This account is in line with the core assumptions of most current models of visual attention. For example, a central claim of Feature Integration Theory is that visual objects are generated by conjoining features during focal-attentional processing (e.g., Treisman, 1988; Treisman & Gelade, 1980). Because independent features exist preattentively, whereas integrated objects do not, attentional selection necessarily operates at the feature level on the basis of information that is provided by independent input modules for each perceptual dimension (e.g., color, orientation, or motion). The Guided Search model (Wolfe, 1994, 2007) makes similar assumptions. In this model, visual information is initially analyzed in parallel, in separate, feature-specific channels, and these channels send input to a spatiotopic salience map that determines where attention will be allocated. Top-down control is implemented as the task-dependent weighting of the inputs of different feature channels. Importantly, these weights are applied independently to each channel, and each channel contributes independently to the activity profile on the activation map. In other words, attentional control operates independently and in parallel for each feature channel.

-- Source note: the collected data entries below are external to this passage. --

use crate::evaluator::Bindings;
use crate::lexer::Token;
use crate::value::error::{RuntimeError, RuntimeErrorKind};
use crate::value::LoxValue;
use compact_str::CompactString;
use std::collections::HashMap;

/// Lexically scoped variable storage. The outermost scope holds the globals and is never popped.
#[derive(Debug, Clone)]
pub struct Environment {
    scopes: Vec<HashMap<CompactString, LoxValue>>,
}

impl Default for Environment {
    fn default() -> Self {
        Self::new()
    }
}

impl Environment {
    pub fn new() -> Self {
        Self {
            scopes: vec![HashMap::new()],
        }
    }

    pub fn push_scope(&mut self) {
        self.scopes.push(HashMap::new());
    }

    pub fn pop_scope(&mut self) {
        if self.scopes.len() > 1 {
            self.scopes.pop();
        }
    }

    pub fn depth(&self) -> usize {
        self.scopes.len()
    }

    /// Declares `name` in the innermost scope, shadowing or redefining any previous value.
    pub fn declare(&mut self, name: &str, value: LoxValue) {
        if let Some(scope) = self.scopes.last_mut() {
            scope.insert(name.into(), value);
        }
    }

    pub fn access(&self, name: &str) -> Option<&LoxValue> {
        self.scopes.iter().rev().find_map(|scope| scope.get(name))
    }
}

impl Bindings for Environment {
    fn resolve(&self, name: &Token) -> Result<LoxValue, RuntimeError> {
        self.access(&name.lexeme).cloned().ok_or_else(|| {
            RuntimeError::new(
                RuntimeErrorKind::UndefinedVariable(name.lexeme.clone()),
                name,
            )
        })
    }

    // Only existing variables can be assigned to.
    fn assign(&mut self, name: &Token, value: LoxValue) -> Result<(), RuntimeError> {
        match self
            .scopes
            .iter_mut()
            .rev()
            .find_map(|scope| scope.get_mut(name.lexeme.as_str()))
        {
            Some(slot) => {
                *slot = value;
                Ok(())
            }
            None => Err(RuntimeError::new(
                RuntimeErrorKind::UndefinedVariable(name.lexeme.clone()),
                name,
            )),
        }
    }
}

An alternative possibility is that when observers search for targets that are defined by a combination of features from different dimensions, attentional templates do not represent these features separately and independently, but instead as fully integrated object representations. If attentional templates were organized in this way, objects that only shared some features with the current target object (e.g., a red rose encountered while searching for the cherry) should not capture attention, since single shared features have no independent role in the control of attention. In this case, attention would only be attracted by visual objects that possess all key-defining features (i.e., all objects that are red and round and cherry-sized), but not to partially matching objects. This alternative hypothesis, that visual search is guided by integrated representations of target objects, is consistent with object-based attentional-selection accounts (e.g., Duncan, 1984), and also with evidence that visual working memory (where top-down attentional templates reside) represents integrated visual objects rather than individual features (e.g., Luck & Vogel, 1997). However, this theory is obviously at odds with key assumptions of Feature Integration Theory and Guided Search (see above).

To study whether attentional templates are independent feature lists or integrated object representations, we employed behavioral and ERP measures of attentional capture and a variant of the spatial-cueing procedure introduced by Folk et al. (1992) that had been adapted for use with ERPs in our previous work (e.g., Ansorge, Kiss, Worschech, & Eimer, 2011; Eimer & Kiss, 2008; Eimer et al., 2009). On each trial, a cue array preceded a search array. The search arrays contained one singleton bar that always differed in both its color (red or blue) and its size (small or large) from the other five distractor bars, which were gray and medium-sized (see Fig. 1). Participants were instructed to attend to target bars in the search array that were defined by the combination of one specific color and size (e.g., a small red bar), in order to report the orientation of these target bars (horizontal or vertical) with a left or right buttonpress. Target bars were present on half of all trials. In the other half, the search arrays contained one color/size singleton bar that matched only one or neither of the two target-defining attributes. No response was required on these trials. Target color (red or blue) was varied across participants. Target size (small or large) was varied across blocks, with eight successive blocks in which participants had to respond to small target bars followed by eight blocks with large target bars, or vice versa.

Fig. 1
figure 1

Schematic illustration of the trial sequence, stimulus displays, and response requirements in the present study, separately for blocks with small targets (left panel) and large targets (right panel)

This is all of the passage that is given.